Страшно стало мужику.
«Ох и сильный колдун! Могучий ведун! — думает. — Теперь главное спрошу!»
— Открой мне, цыган, когда я помру?
Усмехнулся цыган и ответил:
— А вот чихнёшь разок и помрёшь.
Цыган дальше пошёл. Мужик вернулся к тому месту, где срубленный сук да топор оставил.
«Ну, — радуется, — долго я проживу! С чего мне чихать?!»
Тут у него в носу засвербело. Уж он и нос зажимал, и головой мотал, да не удержался — чихнул.
Лёг на землю и скрестил руки.
— Всё! Помер я!..
Вдруг откуда-то прилетел комар. Вьётся над мужиком, пищит-зудит. Лежит мужик, не шелохнётся. Кружил-кружил над ним комар, потом сел ему на лоб и укусил.
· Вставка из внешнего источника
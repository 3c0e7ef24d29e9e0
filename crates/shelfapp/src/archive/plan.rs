use crate::paths::to_slash;
use std::path::{Path, PathBuf};
use walkdir::WalkDir;

/// One file to put into the archive.
#[derive(Debug, Clone, PartialEq, Eq)]
pub struct PlannedEntry {
    pub source: PathBuf,
    /// `/`-separated name inside the archive.
    pub entry_name: String,
}

/// Expand requested paths into the ordered list of files to archive.
///
/// - a file is stored under its base name
/// - a directory contributes every file below it, in file-name order, named
///   relative to the directory's parent so the tree is rooted at the
///   directory's own name
/// - paths that do not exist contribute nothing
pub fn expand(paths: &[PathBuf]) -> Vec<PlannedEntry> {
    let mut plan = Vec::new();
    for path in paths {
        if path.is_file() {
            if let Some(name) = path.file_name() {
                plan.push(PlannedEntry {
                    source: path.clone(),
                    entry_name: name.to_string_lossy().into_owned(),
                });
            }
        } else if path.is_dir() {
            expand_dir(path, &mut plan);
        } else {
            tracing::debug!(path = %path.display(), "Skipping missing archive source");
        }
    }
    plan
}

fn expand_dir(dir: &Path, plan: &mut Vec<PlannedEntry>) {
    let anchor = dir.parent().unwrap_or(dir);
    let walker = WalkDir::new(dir).sort_by_file_name().into_iter();

    for entry in walker {
        let entry = match entry {
            Ok(entry) => entry,
            Err(e) => {
                tracing::warn!(dir = %dir.display(), error = %e, "Skipping unreadable entry");
                continue;
            }
        };
        let is_file = entry.file_type().is_file()
            || (entry.path_is_symlink() && entry.path().is_file());
        if !is_file {
            continue;
        }
        if let Ok(rel) = entry.path().strip_prefix(anchor) {
            plan.push(PlannedEntry {
                source: entry.path().to_path_buf(),
                entry_name: to_slash(rel),
            });
        }
    }
}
Подпрыгнул мужик, хлопнул себя по лбу и убил комара.
— Э, да я, оказывается, живой! Обманул проклятый ведун! Придётся теперь бабе рукоять для ухвата делать.
СЕСТРА-ИЗМЕНЩИЦА
Украинская сказка
Ехал-возвращался царь домой. Куда, зачем ездил — нам не сказано, и мы вам врать не будем. А только дома долго не бывал. Уже и до родных мест недалеко, да задержался в пути царь — в большое село свернул, где в тот день ярмарка была. Походил по торгу, поприценялся, поторговался, а купил всего три солёных рыбины. Страсть он любил солёную рыбу! Не удержался, сразу все три и съел.
Едет дальше, а жажда ему грудь огнём печёт, да где в голой степи воды сыскать! Как на грех, и день жаркий выдался, солнце так и палит, на небе ни облачка…
Но вот пошла дорога вверх, на крутой холм. До вершины добрался, глядит — глазам не верит. У самой дороги криница чистой воды полна, прохладой от неё так и веет. Никогда на этом холме в безводной степи криницы не бывало!
Царь долго не раздумывал, спешился, наклонился, студёную воду пьёт — не напьётся. Вдруг неведомо что, неведомо кто — хвать его за бороду! Держит, не отпускает. Испугался царь, закричал:
— Эй, ты там, отпусти!
— Не отпущу, — голос из криницы отвечает. — Тогда отпущу, когда пообещаешь отдать самое дорогое, что у тебя есть.